▶ [YOUR GOAL] Copy every line of the entries that has the string "match" in it.

Content starts

//! Outbound delivery tracking and retry state.
//!
//! Every failed outbound notification gets a row here. The retry
//! scheduler claims due rows, attempts redelivery, and feeds the outcome
//! back through `record_success` / `record_retry_failure`. Terminal rows
//! (`delivered`, `exhausted`) are retained for audit.

use serde::Serialize;
use sqlx::PgPool;
use time::{Duration, OffsetDateTime};
use uuid::Uuid;

use crate::error::{WebhookError, WebhookResult};

/// Maximum delivery attempts per notification.
pub const MAX_ATTEMPTS: i32 = 5;

/// Backoff schedule between attempts: 30s, 2min, 8min, 32min, 2hr.
///
/// The schedule is the contract; it is deliberately a table rather than a
/// derived `30s * 4^(n-1)` so the final entry stays at exactly 2 hours.
pub const BACKOFF_SCHEDULE_SECS: [i64; 5] = [30, 120, 480, 1920, 7200];

/// Lease age after which an `in_flight` row is considered abandoned
/// (holder crashed mid-attempt) and returned to the retry pool.
pub const STALE_LEASE_MINUTES: i32 = 10;

/// Retry state of an outbound delivery.
#[derive(Debug, Clone, Copy, PartialEq, Eq, Serialize)]
#[serde(rename_all = "snake_case")]
pub enum DeliveryStatus {
    Pending,
    Retrying,
    /// Leased by a running retry pass; excluded from `due_for_retry` so
    /// concurrent passes cannot double-send.
    InFlight,
    Delivered,
    Exhausted,
}

impl DeliveryStatus {
    pub fn as_str(&self) -> &'static str {
        match self {
            Self::Pending => "pending",
            Self::Retrying => "retrying",
            Self::InFlight => "in_flight",
            Self::Delivered => "delivered",
            Self::Exhausted => "exhausted",
        }
    }

    pub fn parse(s: &str) -> Option<Self> {
        match s {
            "pending" => Some(Self::Pending),
            "retrying" => Some(Self::Retrying),
            "in_flight" => Some(Self::InFlight),
            "delivered" => Some(Self::Delivered),
            "exhausted" => Some(Self::Exhausted),
            _ => None,
        }
    }
}

impl std::fmt::Display for DeliveryStatus {
    fn fmt(&self, f: &mut std::fmt::Formatter<'_>) -> std::fmt::Result {
        f.write_str(self.as_str())
    }
}

/// Stored outbound delivery row.
#[derive(Debug, Clone, Serialize, sqlx::FromRow)]
pub struct OutboundDelivery {
    pub id: Uuid,
    pub target_endpoint: String,
    pub payload: serde_json::Value,
    pub attempt_count: i32,
    pub max_attempts: i32,
    pub status: String,
    #[serde(with = "time::serde::rfc3339::option")]
    pub next_attempt_at: Option<OffsetDateTime>,
    pub last_error: Option<String>,
    #[serde(with = "time::serde::rfc3339")]
    pub created_at: OffsetDateTime,
    #[serde(with = "time::serde::rfc3339")]
    pub updated_at: OffsetDateTime,
}

impl OutboundDelivery {
    pub fn is_exhausted(&self) -> bool {
        self.status == DeliveryStatus::Exhausted.as_str()
    }

    pub fn is_delivered(&self) -> bool {
        self.status == DeliveryStatus::Delivered.as_str()
    }
}

/// Counts of deliveries by status.
#[derive(Debug, Clone, Copy, Default, Serialize)]
pub struct DeliveryStats {
    pub pending: i64,
    pub retrying: i64,
    pub in_flight: i64,
    pub delivered: i64,
    pub exhausted: i64,
}

/// Compute the timestamp of the next attempt after `attempt_count`
/// failures, or `None` when the attempt budget is spent.
pub fn calculate_next_attempt_at(
    attempt_count: i32,
    max_attempts: i32,
) -> Option<OffsetDateTime> {
    if attempt_count >= max_attempts {
        return None;
    }

    // attempt_count is 1-based after the first failure
    let idx = (attempt_count - 1).max(0) as usize;
    let delay_secs = BACKOFF_SCHEDULE_SECS
        .get(idx)
        .copied()
        .unwrap_or(BACKOFF_SCHEDULE_SECS[BACKOFF_SCHEDULE_SECS.len() - 1]);

    Some(OffsetDateTime::now_utc() + Duration::seconds(delay_secs))
}

/// Durable tracker for outbound deliveries.
#[derive(Clone)]
pub struct DeliveryTracker {
    pool: PgPool,
}

impl DeliveryTracker {
    pub fn new(pool: PgPool) -> Self {
        Self { pool }
    }

    /// Record the first failure of an outbound delivery, creating its
    /// tracker row with `attempt_count = 1` and the first backoff slot.
    pub async fn record_failure(
        &self,
        target_endpoint: &str,
        payload: &serde_json::Value,
        error: &str,
    ) -> WebhookResult<OutboundDelivery> {
        let next_attempt_at = calculate_next_attempt_at(1, MAX_ATTEMPTS);
        let status = match next_attempt_at {
            Some(_) => DeliveryStatus::Retrying,
            None => DeliveryStatus::Exhausted,
        };

        let delivery: OutboundDelivery = sqlx::query_as(
            r#"
            INSERT INTO outbound_deliveries
                (target_endpoint, payload, attempt_count, max_attempts, status,
                 next_attempt_at, last_error)
            VALUES ($1, $2, 1, $3, $4, $5, $6)
            RETURNING id, target_endpoint, payload, attempt_count, max_attempts,
                      status, next_attempt_at, last_error, created_at, updated_at
            "#,
        )
        .bind(target_endpoint)
        .bind(payload)
        .bind(MAX_ATTEMPTS)
        .bind(status.as_str())
        .bind(next_attempt_at)
        .bind(error)
        .fetch_one(&self.pool)
        .await
        .map_err(|e| {
            tracing::error!(
                target_endpoint = %target_endpoint,
                error = %e,
                "Failed to record outbound delivery failure"
            );
            WebhookError::Database(e.to_string())
        })?;

        tracing::warn!(
            delivery_id = %delivery.id,
            target_endpoint = %target_endpoint,
            delivery_error = %error,
            next_attempt_at = ?delivery.next_attempt_at,
            "Outbound delivery failed - queued for retry"
        );

        Ok(delivery)
    }

    /// Record a failed retry attempt, advancing the backoff schedule or
    /// marking the row exhausted when the budget is spent.
    pub async fn record_retry_failure(
        &self,
        delivery: &OutboundDelivery,
        error: &str,
    ) -> WebhookResult<OutboundDelivery> {
        let attempt_count = delivery.attempt_count + 1;
        let next_attempt_at = calculate_next_attempt_at(attempt_count, delivery.max_attempts);
        let status = match next_attempt_at {
            Some(_) => DeliveryStatus::Retrying,
            None => DeliveryStatus::Exhausted,
        };

        let updated: OutboundDelivery = sqlx::query_as(
            r#"
            UPDATE outbound_deliveries
            SET attempt_count = $2,
                status = $3,
                next_attempt_at = $4,
                last_error = $5,
                updated_at = NOW()
            WHERE id = $1
            RETURNING id, target_endpoint, payload, attempt_count, max_attempts,
                      status, next_attempt_at, last_error, created_at, updated_at
            "#,
        )
        .bind(delivery.id)
        .bind(attempt_count)
        .bind(status.as_str())
        .bind(next_attempt_at)
        .bind(error)
        .fetch_one(&self.pool)
        .await
        .map_err(|e| {
            tracing::error!(
                delivery_id = %delivery.id,
                error = %e,
                "Failed to record retry failure"
            );
            WebhookError::Database(e.to_string())
        })?;

        if updated.is_exhausted() {
            tracing::error!(
                delivery_id = %updated.id,
                target_endpoint = %updated.target_endpoint,
                attempt_count = updated.attempt_count,
                delivery_error = %error,
                "Outbound delivery exhausted all retry attempts"
            );
        } else {
            tracing::warn!(
                delivery_id = %updated.id,
                target_endpoint = %updated.target_endpoint,
                attempt_count = updated.attempt_count,
                next_attempt_at = ?updated.next_attempt_at,
                delivery_error = %error,
                "Outbound delivery retry failed - rescheduled"
            );
        }

        Ok(updated)
    }

    /// Mark a delivery as successfully delivered and clear its schedule.
    pub async fn record_success(&self, delivery_id: Uuid) -> WebhookResult<()> {
        sqlx::query(
            r#"
            UPDATE outbound_deliveries
            SET status = 'delivered', next_attempt_at = NULL, updated_at = NOW()
            WHERE id = $1
            "#,
        )
        .bind(delivery_id)
        .execute(&self.pool)
        .await
        .map_err(|e| {
            tracing::error!(
                delivery_id = %delivery_id,
                error = %e,
                "Failed to record delivery success"
            );
            WebhookError::Database(e.to_string())
        })?;

        Ok(())
    }

    /// Claim up to `limit` due deliveries, oldest-due first.
    ///
    /// Claiming atomically flips each row to `in_flight` (conditioned on
    /// its previous state, `FOR UPDATE SKIP LOCKED`), so two overlapping
    /// passes never pick up the same row.
    pub async fn due_for_retry(&self, limit: i64) -> WebhookResult<Vec<OutboundDelivery>> {
        let mut claimed: Vec<OutboundDelivery> = sqlx::query_as(
            r#"
            UPDATE outbound_deliveries d
            SET status = 'in_flight', updated_at = NOW()
            FROM (
                SELECT id
                FROM outbound_deliveries
                WHERE status IN ('pending', 'retrying')
                  AND next_attempt_at IS NOT NULL
                  AND next_attempt_at <= NOW()
                ORDER BY next_attempt_at ASC
                LIMIT $1
                FOR UPDATE SKIP LOCKED
            ) due
            WHERE d.id = due.id
            RETURNING d.id, d.target_endpoint, d.payload, d.attempt_count,
                      d.max_attempts, d.status, d.next_attempt_at, d.last_error,
                      d.created_at, d.updated_at
            "#,
        )
        .bind(limit)
        .fetch_all(&self.pool)
        .await
        .map_err(|e| {
            tracing::error!(error = %e, "Failed to claim due deliveries");
            WebhookError::Database(e.to_string())
        })?;

        // UPDATE ... FROM does not preserve the subselect's order
        claimed.sort_by_key(|d| d.next_attempt_at);

        Ok(claimed)
    }

    /// Return `in_flight` rows older than `max_age_minutes` to the retry
    /// pool. Recovers leases whose holder died mid-attempt.
    pub async fn release_stale(&self, max_age_minutes: i32) -> WebhookResult<u64> {
        let result = sqlx::query(
            r#"
            UPDATE outbound_deliveries
            SET status = 'retrying', next_attempt_at = NOW(), updated_at = NOW()
            WHERE status = 'in_flight'
              AND updated_at < NOW() - ($1 || ' minutes')::INTERVAL
            "#,
        )
        .bind(max_age_minutes)
        .execute(&self.pool)
        .await
        .map_err(|e| {
            tracing::error!(error = %e, "Failed to release stale delivery leases");
            WebhookError::Database(e.to_string())
        })?;

        let released = result.rows_affected();
        if released > 0 {
            tracing::warn!(
                released = released,
                max_age_minutes = max_age_minutes,
                "Released stale in-flight delivery leases"
            );
        }

        Ok(released)
    }

    /// Counts of deliveries by status.
    pub async fn stats(&self) -> WebhookResult<DeliveryStats> {
        let rows: Vec<(String, i64)> = sqlx::query_as(
            r#"
            SELECT status, COUNT(*)
            FROM outbound_deliveries
            GROUP BY status
            "#,
        )
        .fetch_all(&self.pool)
        .await?;

        let mut stats = DeliveryStats::default();
        for (status, count) in rows {
            match DeliveryStatus::parse(&status) {
                Some(DeliveryStatus::Pending) => stats.pending = count,
                Some(DeliveryStatus::Retrying) => stats.retrying = count,
                Some(DeliveryStatus::InFlight) => stats.in_flight = count,
                Some(DeliveryStatus::Delivered) => stats.delivered = count,
                Some(DeliveryStatus::Exhausted) => stats.exhausted = count,
                None => {
                    tracing::warn!(status = %status, "Unknown delivery status in database");
                }
            }
        }

        Ok(stats)
    }

    /// List deliveries, optionally filtered by status.
    pub async fn list_deliveries(
        &self,
        status: Option<DeliveryStatus>,
        limit: i64,
        offset: i64,
    ) -> WebhookResult<Vec<OutboundDelivery>> {
        let records: Vec<OutboundDelivery> = match status {
            Some(status) => {
                sqlx::query_as(
                    r#"
                    SELECT id, target_endpoint, payload, attempt_count, max_attempts,
                           status, next_attempt_at, last_error, created_at, updated_at
                    FROM outbound_deliveries
                    WHERE status = $1
                    ORDER BY updated_at DESC
                    LIMIT $2 OFFSET $3
                    "#,
                )
                .bind(status.as_str())
                .bind(limit)
                .bind(offset)
                .fetch_all(&self.pool)
                .await?
            }
            None => {
                sqlx::query_as(
                    r#"
                    SELECT id, target_endpoint, payload, attempt_count, max_attempts,
                           status, next_attempt_at, last_error, created_at, updated_at
                    FROM outbound_deliveries
                    ORDER BY updated_at DESC
                    LIMIT $1 OFFSET $2
                    "#,
                )
                .bind(limit)
                .bind(offset)
                .fetch_all(&self.pool)
                .await?
            }
        };

        Ok(records)
    }
}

Content ends

▶ [RESPONSE AREA]
        match self {
        match s {
        let status = match next_attempt_at {
        let status = match next_attempt_at {
            match DeliveryStatus::parse(&status) {
        let records: Vec<OutboundDelivery> = match status {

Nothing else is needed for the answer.